Dice Question Streamline Icon: https://streamlinehq.com

Effect of "Rattled" Structures in OMat24 on Universal MLIPs and Architecture Dependence

Determine whether including a large proportion of rattled structures in the OMat24 dataset (approximately 45% of the data) and the magnitude of the applied rattling is generally beneficial for the current generation of universal machine-learning interatomic potentials, or whether the adverse behaviors observed when training on the full OMat24 dataset are unique to more unconstrained MLIP architectures.

Information Square Streamline Icon: https://streamlinehq.com

Background

OMat24 combines approximately 100M DFT datapoints, roughly half derived from ab initio molecular dynamics (AIMD) and half from “rattling” low-energy structures. During development, the authors observed undesirable out-of-distribution behavior for homo-nuclear diatomics when training models on the full OMat24 dataset, as evidenced by kinks in diatomic energy curves.

They experimented with filtering based on extreme energies, forces, and stress, which partially improved behavior, but found that using only the AIMD subset eliminated the issue.
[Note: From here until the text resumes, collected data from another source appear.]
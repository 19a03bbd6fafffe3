//! # kimberlite-rbac: Role-Based Access Control
//!
//! Provides fine-grained access control for Kimberlite:
//! - **Role-based access control** (4 roles: Admin, Analyst, User, Auditor)
//! - **Field-level security** (column filtering)
//! - **Row-level security** (RLS with WHERE clause injection)
//! - **Policy enforcement** at query time
//!
//! ## Architecture
//!
//! ```text
//! ┌─────────────────────────────────────────────┐
//! │  Query Request                               │
//! └─────────────────┬───────────────────────────┘
//!                   │
//!                   ▼
//! ┌─────────────────────────────────────────────┐
//! │  PolicyEnforcer                              │
//! │  ├─ Stream-level access control              │
//! │  ├─ Column filtering (field-level security)  │
//! │  └─ Row filtering (RLS)                      │
//! └─────────────────┬───────────────────────────┘
//!                   │
//!                   ▼
//! ┌─────────────────────────────────────────────┐
//! │  Rewritten Query                             │
//! │  - Unauthorized columns removed              │
//! │  - WHERE clause injected                     │
//! └─────────────────────────────────────────────┘
//! ```
//!
//! ## Roles
//!
//! | Role     | Read | Write | Delete | Export | Cross-Tenant | Audit Logs |
//! |----------|------|-------|--------|--------|--------------|------------|
//! | Auditor  | ✓    | ✗     | ✗      | ✗      | ✗            | ✓          |
//! | User     | ✓    | ✓     | ✗      | ✗      | ✗            | ✗          |
//! | Analyst  | ✓    | ✗     | ✗      | ✓      | ✓            | ✗          |
//! | Admin    | ✓    | ✓     | ✓      | ✓      | ✓            | ✓          |
//!
//! ## Examples
//!
//! ### Standard Policies
//!
//! ```
//! use kimberlite_rbac::policy::StandardPolicies;
//! use kimberlite_types::TenantId;
//!
//! // Admin: full access
//! let admin_policy = StandardPolicies::admin();
//!
//! // User: tenant-isolated access
//! let user_policy = StandardPolicies::user(TenantId::new(42));
//!
//! // Analyst: cross-tenant read, no write
//! let analyst_policy = StandardPolicies::analyst();
//!
//! // Auditor: audit logs only
//! let auditor_policy = StandardPolicies::auditor();
//! ```
//!
//! ### Custom Policies
//!
//! ```
//! use kimberlite_rbac::policy::{AccessPolicy, RowFilter, RowFilterOperator};
//! use kimberlite_rbac::roles::Role;
//! use kimberlite_types::TenantId;
//!
//! let policy = AccessPolicy::new(Role::User)
//!     .with_tenant(TenantId::new(42))
//!     .allow_stream("patient_*")      // Only patient streams
//!     .deny_stream("patient_sensitive") // Except sensitive data
//!     .allow_column("*")
//!     .deny_column("ssn")              // No SSN access
//!     .with_row_filter(RowFilter::new(
//!         "tenant_id",
//!         RowFilterOperator::Eq,
//!         "42",
//!     ));
//! ```
//!
//! ### Policy Enforcement
//!
//! ```
//! use kimberlite_rbac::enforcement::PolicyEnforcer;
//! use kimberlite_rbac::policy::StandardPolicies;
//! use kimberlite_types::TenantId;
//!
//! let policy = StandardPolicies::user(TenantId::new(42));
//! let enforcer = PolicyEnforcer::new(policy);
//!
//! // Check stream access
//! enforcer.enforce_stream_access("patient_records")?;
//!
//! // Filter columns
//! let requested = vec!["name".to_string(), "ssn".to_string()];
//! let allowed = enforcer.filter_columns(&requested);
//!
//! // Generate WHERE clause for row-level security
//! let where_clause = enforcer.generate_where_clause()?;
//! // Result: "tenant_id = 42"
//! # Ok::<(), Box<dyn std::error::Error>>(())
//! ```
//!
//! ## Compliance
//!
//! RBAC supports multi-framework compliance:
//!
//! - **HIPAA § 164.312(a)(1)**: Role-based access controls
//! - **GDPR Article 32(1)(b)**: Access controls and confidentiality
//! - **SOC 2 CC6.1**: Logical access controls
//! - **PCI DSS Requirement 7**: Restrict access to cardholder data
//! - **ISO 27001 A.5.15**: Access control policy
//! - **`FedRAMP` AC-3**: Access enforcement
//!
//! ## Formal Verification
//!
//! All RBAC properties are formally verified:
//!
//! - **TLA+ Specification**: `specs/tla/compliance/RBAC.tla`
//!   - `NoUnauthorizedAccess` theorem
//!   - `PolicyCompleteness` theorem
//!   - `AuditTrailComplete` theorem
//!
//! - **Kani Proofs**: `src/lib.rs` (bounded model checking)
//!   - Proof #33: Role separation
//!   - Proof #34: Column filter completeness
//!   - Proof #35: Row filter enforcement
//!   - Proof #36: Audit completeness
//!
//! - **VOPR Scenarios**: `kimberlite-sim/src/scenarios/`
//!   - `unauthorized_column_access`
//!   - `role_escalation_attack`
//!   - `row_level_security`
//!   - `audit_trail_completeness`

pub mod enforcement;
pub mod masking;
pub mod permissions;
pub mod policy;
pub mod roles;

// Re-export commonly used types
pub use enforcement::{EnforcementError, PolicyEnforcer};
pub use permissions::{Permission, PermissionSet};
pub use policy::{
    AccessPolicy, ColumnFilter, RowFilter, RowFilterOperator, StandardPolicies, StreamFilter,
};
pub use roles::Role;

// Kani proofs for bounded model checking
#[cfg(kani)]
mod kani_proofs;
//! Storage layer benchmarks.
//!
//! Benchmarks write, read, and fsync operations for the storage layer.

#![allow(clippy::cast_sign_loss)] // Benchmark code uses many numeric conversions

use std::hint::black_box;

use bytes::Bytes;
use criterion::{BenchmarkId, Criterion, Throughput, criterion_group, criterion_main};
use kimberlite_storage::Storage;
use kimberlite_types::{Offset, StreamId};
use tempfile::TempDir;

// ============================================================================
// Write Benchmarks
// ============================================================================

fn bench_storage_write(c: &mut Criterion) {
    let mut group = c.benchmark_group("storage_write");

    for size in [64, 256, 1024, 4096, 16384] {
        group.throughput(Throughput::Bytes(size as u64));
        let data = vec![0u8; size];

        group.bench_with_input(BenchmarkId::from_parameter(size), &size, |b, _| {
            b.iter_batched(
                || {
                    let temp_dir = TempDir::new().unwrap();
                    let storage = Storage::new(temp_dir.path());
                    (storage, temp_dir)
                },
                |(mut storage, _temp_dir)| {
                    let stream_id = StreamId::new(1);
                    let result = storage.append_batch(
                        black_box(stream_id),
                        black_box(vec![Bytes::from(data.clone())]),
                        black_box(Offset::ZERO),
                        black_box(None),
                        black_box(false),
                    );
                    let _ = black_box(result);
                },
                criterion::BatchSize::SmallInput,
            );
        });
    }

    group.finish();
}

// ============================================================================
// Read Benchmarks
// ============================================================================

fn bench_storage_read(c: &mut Criterion) {
    let mut group = c.benchmark_group("storage_read");

    for size in [64, 256, 1024, 4096, 16384] {
        group.throughput(Throughput::Bytes(size as u64));
        let data = vec![0u8; size];

        group.bench_with_input(BenchmarkId::from_parameter(size), &size, |b, _| {
            b.iter_batched(
                || {
                    let temp_dir = TempDir::new().unwrap();
                    let mut storage = Storage::new(temp_dir.path());
                    let stream_id = StreamId::new(1);

                    // Write data first
                    storage
                        .append_batch(
                            stream_id,
                            vec![Bytes::from(data.clone())],
                            Offset::ZERO,
                            None,
                            true,
                        )
                        .unwrap();

                    (storage, temp_dir)
                },
                |(mut storage, _temp_dir)| {
                    let stream_id = StreamId::new(1);
                    let result = storage.read_from(
                        black_box(stream_id),
                        black_box(Offset::ZERO),
                        black_box(size as u64),
                    );
                    let _ = black_box(result);
                },
                criterion::BatchSize::SmallInput,
            );
        });
    }

    group.finish();
}

// ============================================================================
// Fsync Benchmarks
// ============================================================================

fn bench_storage_fsync(c: &mut Criterion) {
    let mut group = c.benchmark_group("storage_fsync");

    // Benchmark write with fsync vs without fsync
    group.bench_function("write_with_fsync", |b| {
        b.iter_batched(
            || {
                let temp_dir = TempDir::new().unwrap();
                let storage = Storage::new(temp_dir.path());
                (storage, temp_dir)
            },
            |(mut storage, _temp_dir)| {
                let stream_id = StreamId::new(1);
                let data = vec![Bytes::from(vec![0u8; 1024])];
                let result = storage.append_batch(stream_id, data, Offset::ZERO, None, true);
                let _ = black_box(result);
            },
            criterion::BatchSize::SmallInput,
        );
    });

    group.bench_function("write_without_fsync", |b| {
        b.iter_batched(
            || {
                let temp_dir = TempDir::new().unwrap();
                let storage = Storage::new(temp_dir.path());
                (storage, temp_dir)
            },
            |(mut storage, _temp_dir)| {
                let stream_id = StreamId::new(1);
                let data = vec![Bytes::from(vec![0u8; 1024])];
                let result = storage.append_batch(stream_id, data, Offset::ZERO, None, false);
                let _ = black_box(result);
            },
            criterion::BatchSize::SmallInput,
        );
    });

    group.finish();
}

// ============================================================================
// Batch Write Benchmarks
// ============================================================================

fn bench_storage_batch_write(c: &mut Criterion) {
    let mut group = c.benchmark_group("storage_batch_write");

    for batch_size in [10, 50, 100, 500] {
        group.throughput(Throughput::Elements(batch_size as u64));

        group.bench_with_input(
            BenchmarkId::from_parameter(batch_size),
            &batch_size,
            |b, &batch_size| {
                b.iter_batched(
                    || {
                        let temp_dir = TempDir::new().unwrap();
                        let storage = Storage::new(temp_dir.path());
                        let events: Vec<Bytes> = (0..batch_size)
                            .map(|_| Bytes::from(vec![0u8; 256]))
                            .collect();
                        (storage, temp_dir, events)
                    },
                    |(mut storage, _temp_dir, events)| {
                        let stream_id = StreamId::new(1);
                        let result = storage.append_batch(
                            black_box(stream_id),
                            black_box(events),
                            black_box(Offset::ZERO),
                            black_box(None),
                            black_box(false),
                        );
                        let _ = black_box(result);
                    },
                    criterion::BatchSize::SmallInput,
                );
            },
        );
    }

    group.finish();
}

// ============================================================================
// Sequential Read Benchmarks
// ============================================================================

fn bench_storage_sequential_read(c: &mut Criterion) {
    let mut group = c.benchmark_group("storage_sequential_read");

    for count in [10, 50, 100, 500] {
        group.throughput(Throughput::Elements(count as u64));

        group.bench_with_input(BenchmarkId::from_parameter(count), &count, |b, &count| {
            b.iter_batched(
                || {
                    let temp_dir = TempDir::new().unwrap();
                    let mut storage = Storage::new(temp_dir.path());
                    let stream_id = StreamId::new(1);

                    // Write test data
                    let events: Vec<Bytes> =
                        (0..count).map(|_| Bytes::from(vec![0u8; 256])).collect();
                    storage
                        .append_batch(stream_id, events, Offset::ZERO, None, true)
                        .unwrap();

                    (storage, temp_dir)
                },
                |(mut storage, _temp_dir)| {
                    let stream_id = StreamId::new(1);
                    let max_bytes = (count as u64) * 256 + 1024; // Rough estimate with overhead
                    let result = storage.read_from(
                        black_box(stream_id),
                        black_box(Offset::ZERO),
                        black_box(max_bytes),
                    );
                    let _ = black_box(result);
                },
                criterion::BatchSize::SmallInput,
            );
        });
    }

    group.finish();
}

// ============================================================================
// Criterion Configuration
// ============================================================================

criterion_group!(
    storage_benches,
    bench_storage_write,
    bench_storage_read,
    bench_storage_fsync,
    bench_storage_batch_write,
    bench_storage_sequential_read
);

criterion_main!(storage_benches);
This led to uncertainty about whether the high proportion and magnitude of rattling are generally helpful for universal MLIPs or whether the observed problems are specific to more unconstrained architectures.

References

Whilst we broadly in favour of retaining as much of a model's training data as possible, it remains unclear if the large proportion of "rattled" systems in OMat24 (45% of the data), and the amount by which they are rattled, is generally beneficial or not for the current generation of universal MLIPs, or whether the problems we have observed are unique to more unconstrained architectures.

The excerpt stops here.